====== GIVEN RECORDS

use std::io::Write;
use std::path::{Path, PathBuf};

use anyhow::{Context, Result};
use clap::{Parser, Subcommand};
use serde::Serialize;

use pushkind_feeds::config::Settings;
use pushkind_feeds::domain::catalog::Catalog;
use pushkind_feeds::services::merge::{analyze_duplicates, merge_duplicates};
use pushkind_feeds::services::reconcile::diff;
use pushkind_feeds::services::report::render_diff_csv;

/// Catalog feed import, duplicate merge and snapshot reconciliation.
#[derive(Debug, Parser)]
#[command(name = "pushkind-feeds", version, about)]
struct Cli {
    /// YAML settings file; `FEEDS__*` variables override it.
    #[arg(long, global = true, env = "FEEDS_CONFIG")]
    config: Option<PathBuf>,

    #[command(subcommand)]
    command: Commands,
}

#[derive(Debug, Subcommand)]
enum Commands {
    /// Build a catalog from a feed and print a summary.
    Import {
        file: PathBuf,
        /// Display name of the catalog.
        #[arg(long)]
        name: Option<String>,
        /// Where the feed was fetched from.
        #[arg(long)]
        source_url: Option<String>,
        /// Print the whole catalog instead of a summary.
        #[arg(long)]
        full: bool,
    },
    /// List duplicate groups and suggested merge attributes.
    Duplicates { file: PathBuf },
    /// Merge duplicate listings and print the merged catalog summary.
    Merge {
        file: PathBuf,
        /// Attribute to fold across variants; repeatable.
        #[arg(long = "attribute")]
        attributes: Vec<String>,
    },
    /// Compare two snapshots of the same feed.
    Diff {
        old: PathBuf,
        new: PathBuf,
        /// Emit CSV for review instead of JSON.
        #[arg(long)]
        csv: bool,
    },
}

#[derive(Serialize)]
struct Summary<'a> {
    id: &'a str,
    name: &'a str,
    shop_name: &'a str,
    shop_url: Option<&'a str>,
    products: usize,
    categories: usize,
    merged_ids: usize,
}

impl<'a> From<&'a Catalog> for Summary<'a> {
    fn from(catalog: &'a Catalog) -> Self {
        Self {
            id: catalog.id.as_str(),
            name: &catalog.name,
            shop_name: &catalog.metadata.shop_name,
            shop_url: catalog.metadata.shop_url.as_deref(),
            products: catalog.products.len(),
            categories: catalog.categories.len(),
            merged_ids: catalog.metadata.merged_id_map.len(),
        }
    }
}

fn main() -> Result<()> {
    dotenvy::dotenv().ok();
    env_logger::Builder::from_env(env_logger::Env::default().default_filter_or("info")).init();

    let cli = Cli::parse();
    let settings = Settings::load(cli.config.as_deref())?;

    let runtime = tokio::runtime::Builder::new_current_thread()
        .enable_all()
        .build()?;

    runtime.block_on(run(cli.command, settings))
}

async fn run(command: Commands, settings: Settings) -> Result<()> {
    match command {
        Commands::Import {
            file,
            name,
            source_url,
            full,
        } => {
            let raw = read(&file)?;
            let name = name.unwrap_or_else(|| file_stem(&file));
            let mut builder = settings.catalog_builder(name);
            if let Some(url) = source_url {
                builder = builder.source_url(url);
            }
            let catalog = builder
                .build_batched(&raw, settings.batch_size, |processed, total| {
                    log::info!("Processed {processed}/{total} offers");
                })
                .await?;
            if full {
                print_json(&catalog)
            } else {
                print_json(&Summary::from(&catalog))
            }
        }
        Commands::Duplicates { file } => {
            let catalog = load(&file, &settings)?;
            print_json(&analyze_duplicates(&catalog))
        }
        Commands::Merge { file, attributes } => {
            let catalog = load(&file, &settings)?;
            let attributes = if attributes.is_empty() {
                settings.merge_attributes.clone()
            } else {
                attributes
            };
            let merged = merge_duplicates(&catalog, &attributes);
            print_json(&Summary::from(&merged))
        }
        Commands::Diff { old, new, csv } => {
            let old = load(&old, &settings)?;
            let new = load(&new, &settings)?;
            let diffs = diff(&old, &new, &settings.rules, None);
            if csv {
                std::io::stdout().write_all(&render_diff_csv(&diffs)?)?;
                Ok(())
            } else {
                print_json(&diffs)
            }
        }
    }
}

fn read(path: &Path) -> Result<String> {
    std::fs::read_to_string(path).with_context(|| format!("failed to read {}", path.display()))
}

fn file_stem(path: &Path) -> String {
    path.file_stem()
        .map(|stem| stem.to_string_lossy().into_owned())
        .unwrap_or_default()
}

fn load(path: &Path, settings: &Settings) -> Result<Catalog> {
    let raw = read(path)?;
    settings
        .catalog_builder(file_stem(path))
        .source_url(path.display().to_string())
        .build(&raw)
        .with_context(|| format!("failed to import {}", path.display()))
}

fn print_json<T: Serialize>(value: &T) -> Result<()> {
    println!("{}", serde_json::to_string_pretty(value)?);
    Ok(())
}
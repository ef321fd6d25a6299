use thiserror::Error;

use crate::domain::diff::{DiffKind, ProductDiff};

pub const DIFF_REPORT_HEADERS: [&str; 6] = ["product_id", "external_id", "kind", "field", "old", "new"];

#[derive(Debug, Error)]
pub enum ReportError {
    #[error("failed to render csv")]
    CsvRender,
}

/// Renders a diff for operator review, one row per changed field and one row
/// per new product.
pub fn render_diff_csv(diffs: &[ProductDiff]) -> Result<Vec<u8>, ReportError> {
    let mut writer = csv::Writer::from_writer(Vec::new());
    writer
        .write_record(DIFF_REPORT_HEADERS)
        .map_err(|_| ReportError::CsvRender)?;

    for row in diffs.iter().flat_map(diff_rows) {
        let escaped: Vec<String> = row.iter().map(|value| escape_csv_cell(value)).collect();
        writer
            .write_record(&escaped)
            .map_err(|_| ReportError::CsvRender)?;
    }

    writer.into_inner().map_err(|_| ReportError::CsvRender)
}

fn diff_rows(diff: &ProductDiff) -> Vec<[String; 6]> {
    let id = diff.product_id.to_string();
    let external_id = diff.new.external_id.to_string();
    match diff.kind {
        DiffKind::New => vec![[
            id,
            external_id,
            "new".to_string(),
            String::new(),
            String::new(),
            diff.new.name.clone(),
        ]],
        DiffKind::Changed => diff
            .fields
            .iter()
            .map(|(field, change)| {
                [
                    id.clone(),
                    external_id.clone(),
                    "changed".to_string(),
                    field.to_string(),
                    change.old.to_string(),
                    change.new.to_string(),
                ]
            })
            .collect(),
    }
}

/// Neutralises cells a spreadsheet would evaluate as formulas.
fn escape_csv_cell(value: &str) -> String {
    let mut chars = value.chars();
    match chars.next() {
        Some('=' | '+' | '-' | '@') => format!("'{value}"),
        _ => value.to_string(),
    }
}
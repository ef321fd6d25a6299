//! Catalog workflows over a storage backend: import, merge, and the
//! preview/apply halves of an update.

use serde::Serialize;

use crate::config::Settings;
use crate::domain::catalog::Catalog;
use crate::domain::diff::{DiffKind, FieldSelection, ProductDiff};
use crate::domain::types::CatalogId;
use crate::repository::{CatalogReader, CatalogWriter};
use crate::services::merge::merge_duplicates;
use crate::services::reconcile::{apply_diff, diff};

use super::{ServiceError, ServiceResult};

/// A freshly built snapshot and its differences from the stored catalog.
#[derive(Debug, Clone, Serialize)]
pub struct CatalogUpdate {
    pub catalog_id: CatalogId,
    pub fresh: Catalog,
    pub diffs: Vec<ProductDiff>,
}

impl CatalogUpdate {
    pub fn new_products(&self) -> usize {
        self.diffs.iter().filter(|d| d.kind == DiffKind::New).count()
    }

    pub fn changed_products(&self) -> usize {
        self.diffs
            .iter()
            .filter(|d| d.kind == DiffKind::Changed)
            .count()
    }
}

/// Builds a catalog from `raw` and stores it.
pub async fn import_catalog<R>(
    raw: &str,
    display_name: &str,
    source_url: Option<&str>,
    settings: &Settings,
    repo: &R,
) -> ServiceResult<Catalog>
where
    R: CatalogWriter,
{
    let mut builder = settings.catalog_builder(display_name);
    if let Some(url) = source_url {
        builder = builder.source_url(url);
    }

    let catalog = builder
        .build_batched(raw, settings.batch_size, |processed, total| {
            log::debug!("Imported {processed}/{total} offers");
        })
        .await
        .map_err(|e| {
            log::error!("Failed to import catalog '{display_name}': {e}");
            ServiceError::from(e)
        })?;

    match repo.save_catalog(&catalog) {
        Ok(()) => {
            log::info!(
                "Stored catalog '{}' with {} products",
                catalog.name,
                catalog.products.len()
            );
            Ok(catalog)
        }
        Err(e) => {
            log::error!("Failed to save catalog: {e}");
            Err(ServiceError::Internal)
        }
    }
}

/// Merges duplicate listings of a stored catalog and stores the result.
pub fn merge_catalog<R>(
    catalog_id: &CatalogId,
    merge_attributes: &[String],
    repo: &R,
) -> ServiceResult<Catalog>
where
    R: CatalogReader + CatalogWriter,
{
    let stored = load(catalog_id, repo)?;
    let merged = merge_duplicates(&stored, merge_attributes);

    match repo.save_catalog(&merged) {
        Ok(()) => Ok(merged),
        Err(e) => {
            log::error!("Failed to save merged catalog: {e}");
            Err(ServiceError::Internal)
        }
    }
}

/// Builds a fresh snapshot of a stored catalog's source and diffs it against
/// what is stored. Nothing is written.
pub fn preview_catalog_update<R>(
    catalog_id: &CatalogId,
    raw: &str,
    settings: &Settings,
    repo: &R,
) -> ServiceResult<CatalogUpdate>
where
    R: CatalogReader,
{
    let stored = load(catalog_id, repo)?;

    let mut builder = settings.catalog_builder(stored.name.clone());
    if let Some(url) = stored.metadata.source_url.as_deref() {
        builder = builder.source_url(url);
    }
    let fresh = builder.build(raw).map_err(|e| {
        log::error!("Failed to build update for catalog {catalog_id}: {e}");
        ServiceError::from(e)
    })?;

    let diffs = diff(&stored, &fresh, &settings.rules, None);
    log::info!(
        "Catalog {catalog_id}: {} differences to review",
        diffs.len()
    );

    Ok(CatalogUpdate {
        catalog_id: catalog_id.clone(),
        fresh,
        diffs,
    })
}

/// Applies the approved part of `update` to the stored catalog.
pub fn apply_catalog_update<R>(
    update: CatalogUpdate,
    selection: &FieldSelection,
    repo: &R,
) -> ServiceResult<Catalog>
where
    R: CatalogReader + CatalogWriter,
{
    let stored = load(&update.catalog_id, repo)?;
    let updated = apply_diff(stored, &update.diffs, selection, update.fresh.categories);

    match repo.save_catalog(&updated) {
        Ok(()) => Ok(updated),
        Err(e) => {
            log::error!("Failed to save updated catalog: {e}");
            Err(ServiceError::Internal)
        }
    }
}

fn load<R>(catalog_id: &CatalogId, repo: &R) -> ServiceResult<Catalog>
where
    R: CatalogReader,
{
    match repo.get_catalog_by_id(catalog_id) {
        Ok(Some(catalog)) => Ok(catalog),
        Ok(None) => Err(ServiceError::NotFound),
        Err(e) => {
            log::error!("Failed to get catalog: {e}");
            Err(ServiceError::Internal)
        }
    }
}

============

Determine how many lines of the material include the string "ProductDiff". Output only that count.

5